• About this exercise:
Your answer should consist of the lines in the following data that contain "Throughput".

• Data records:

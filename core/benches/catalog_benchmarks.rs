use catalog::{fold, MemoryStore, Product, ProductStore, RatingAggregator, RatingObservation, RatingStats};
use criterion::{criterion_group, criterion_main, BenchmarkId, Criterion, Throughput};
use serde_json::json;
use std::sync::Arc;
use tokio::runtime::Runtime; // To run async code within Criterion

fn bench_deserialize(c: &mut Criterion) {
  let mut group = c.benchmark_group("ProductCodec");
  let payload = json!({
    "name": "shirt",
    "description": "Relaxed Fit",
    "category": "men's clothing",
    "price": 42.5,
    "available": true,
    "rating": 3.5,
    "cumulative_ratings": 7.0,
    "no_of_users_rated": 2,
  });

  group.bench_function("deserialize", |b| {
    b.iter(|| criterion::black_box(Product::deserialize(criterion::black_box(&payload)).unwrap()))
  });

  let product = Product::deserialize(&payload).unwrap();
  group.bench_function("serialize", |b| b.iter(|| criterion::black_box(product.serialize())));
  group.finish();
}

fn bench_fold(c: &mut Criterion) {
  let mut group = c.benchmark_group("RatingFold");
  for observations in [1u64, 100, 10_000].iter() {
    group.throughput(Throughput::Elements(*observations));
    group.bench_with_input(BenchmarkId::from_parameter(observations), observations, |b, &n| {
      let observation = RatingObservation::new(4.0).unwrap();
      b.iter(|| {
        let mut stats = RatingStats::default();
        let mut rating = 0.0;
        for _ in 0..n {
          (stats, rating) = fold(stats, observation).unwrap();
        }
        criterion::black_box((stats, rating))
      })
    });
  }
  group.finish();
}

fn bench_submit(c: &mut Criterion) {
  let mut group = c.benchmark_group("RatingAggregator");
  let rt = Runtime::new().unwrap();
  let store = Arc::new(MemoryStore::new());
  let product = rt
    .block_on(store.create(&Product::new("shirt", "Slim Fit", "men's clothing", 30.0, true).unwrap()))
    .unwrap();
  let id = product.id.unwrap();
  let aggregator = RatingAggregator::new(store);
  let observation = RatingObservation::new(3.0).unwrap();

  group.bench_function("submit_uncontended", |b| {
    b.to_async(&rt).iter(|| {
      let aggregator = aggregator.clone();
      async move { aggregator.submit(id, observation).await.unwrap() }
    })
  });
  group.finish();
}

criterion_group!(benches, bench_deserialize, bench_fold, bench_submit);
criterion_main!(benches);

• Reply:
use criterion::{criterion_group, criterion_main, BenchmarkId, Criterion, Throughput};
    group.throughput(Throughput::Elements(*observations));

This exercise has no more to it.